Retired Army Sergeant Theresa Vereline recently finished the New York City Marathon, making her the first paralyzed American to complete the famous event. And she is also the world’s first veteran to accomplish the run with an exoskeleton.
In a press release, Vereline said: “This has been a dream of mine, and I hope I can serve as an inspiration to others that you too can achieve what seems like the impossible — especially all of the disabled children I meet across the country”.
According to the marathon organizers, Vereline finished the first 10 miles of the marathon which stretches through 5 boroughs of New York City over three days under the supervision of the New York Road Runners. She crossed the finish line at 6:35 PM on November 3rd after walking 10 miles on Nov. 1st, another 10 miles on the 2nd and covering the last 6.2 on the actual marathon day.
The ReWalk 5.0 exoskeleton suit which is developed by robotic company ReWalk comes with crutches to help paraplegics move around easier. A national procurement policy was established by the U.S. Department of Veterans Affairs for eligible retired service members to receive one of the life-changing devices.
Following FDA approval, 65-year-old Vereline who became paralyzed in 2011 became the first veteran to use the device. Since then, she has travelled around the world sharing the benefits of the exoskeleton on her life and health.

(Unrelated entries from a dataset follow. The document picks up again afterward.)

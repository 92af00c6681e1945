//! Fixed object identifiers used in the generated descriptor.

use std::fmt;

/// A 24-character object identifier as it appears in `project.pbxproj`.
#[derive(Debug, Clone, Copy, PartialEq, Eq, PartialOrd, Ord, Hash)]
pub struct ObjectId(&'static str);

impl ObjectId {
    pub const fn from_static(value: &'static str) -> Self {
        Self(value)
    }

    pub fn as_str(&self) -> &'static str {
        self.0
    }

    /// True when the identifier is 24 uppercase hexadecimal characters.
    pub fn is_well_formed(&self) -> bool {
        self.0.len() == 24
            && self
                .0
                .bytes()
                .all(|b| b.is_ascii_digit() || (b'A'..=b'F').contains(&b))
    }
}

impl fmt::Display for ObjectId {
    fn fmt(&self, f: &mut fmt::Formatter<'_>) -> fmt::Result {
        f.write_str(self.0)
    }
}

/// The twelve identifiers naming every object of the descriptor.
///
/// These are never generated at runtime: the output must be identical on
/// every invocation.
#[derive(Debug, Clone, Copy, PartialEq, Eq)]
pub struct IdentifierSet {
    pub project: ObjectId,
    pub target: ObjectId,
    pub project_config_list: ObjectId,
    pub target_config_list: ObjectId,
    pub project_debug: ObjectId,
    pub project_release: ObjectId,
    pub target_debug: ObjectId,
    pub target_release: ObjectId,
    pub frameworks_phase: ObjectId,
    pub sources_phase: ObjectId,
    pub main_group: ObjectId,
    pub products_group: ObjectId,
}

impl IdentifierSet {
    pub const EPUB_TTS: Self = Self {
        project: ObjectId::from_static("AAAAAAAAAAAAAAAAAAAA0001"),
        target: ObjectId::from_static("AAAAAAAAAAAAAAAAAAAA0002"),
        project_config_list: ObjectId::from_static("AAAAAAAAAAAAAAAAAAAA0003"),
        project_debug: ObjectId::from_static("AAAAAAAAAAAAAAAAAAAA0004"),
        target_debug: ObjectId::from_static("AAAAAAAAAAAAAAAAAAAA0005"),
        target_config_list: ObjectId::from_static("AAAAAAAAAAAAAAAAAAAA0006"),
        frameworks_phase: ObjectId::from_static("AAAAAAAAAAAAAAAAAAAA0007"),
        sources_phase: ObjectId::from_static("AAAAAAAAAAAAAAAAAAAA0008"),
        main_group: ObjectId::from_static("AAAAAAAAAAAAAAAAAAAA0009"),
        products_group: ObjectId::from_static("AAAAAAAAAAAAAAAAAAAA000A"),
        project_release: ObjectId::from_static("AAAAAAAAAAAAAAAAAAAA0010"),
        target_release: ObjectId::from_static("AAAAAAAAAAAAAAAAAAAA0011"),
    };

    /// Identifier given to the `.app` file reference in corrected output.
    ///
    /// Legacy output reuses `products_group` for the file reference instead.
    pub const PRODUCT_FILE: ObjectId = ObjectId::from_static("AAAAAAAAAAAAAAAAAAAA000B");

    /// All identifiers paired with the role they name.
    pub fn entries(&self) -> [(&'static str, ObjectId); 12] {
        [
            ("project", self.project),
            ("target", self.target),
            ("project_config_list", self.project_config_list),
            ("target_config_list", self.target_config_list),
            ("project_debug", self.project_debug),
            ("project_release", self.project_release),
            ("target_debug", self.target_debug),
            ("target_release", self.target_release),
            ("frameworks_phase", self.frameworks_phase),
            ("sources_phase", self.sources_phase),
            ("main_group", self.main_group),
            ("products_group", self.products_group),
        ]
    }
}

impl Default for IdentifierSet {
    fn default() -> Self {
        Self::EPUB_TTS
    }
}

#[cfg(test)]
mod tests {
    use std::collections::BTreeSet;

    use super::*;

    #[test]
    fn test_identifiers_are_unique() {
        let ids: BTreeSet<_> = IdentifierSet::EPUB_TTS
            .entries()
            .iter()
            .map(|(_, id)| *id)
            .collect();
        assert_eq!(ids.len(), 12);
        assert!(!ids.contains(&IdentifierSet::PRODUCT_FILE));
    }

    #[test]
    fn test_identifiers_are_well_formed() {
        for (role, id) in IdentifierSet::EPUB_TTS.entries() {
            assert!(id.is_well_formed(), "{role} has malformed id {id}");
        }
        assert!(IdentifierSet::PRODUCT_FILE.is_well_formed());
    }

    #[test]
    fn test_malformed_identifier() {
        assert!(!ObjectId::from_static("aaaa").is_well_formed());
        assert!(!ObjectId::from_static("AAAAAAAAAAAAAAAAAAAA000G").is_well_formed());
    }
}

“We are incredibly proud of her. Her achievement at the marathon and her efforts to help others with disability are inspirations to us all,” said Andy Dolan, ReWalk’s vice president of marketing in an email to CNET.
Often, patients with spinal cord injuries need more care than others because they suffer from a range of health problems including urinary tract infections, bone density loss, chronic pain, and pressure ulcers. But standing up and walking around even though unsteady greatly improves blood circulation and oxygen intake and can strengthen heart health.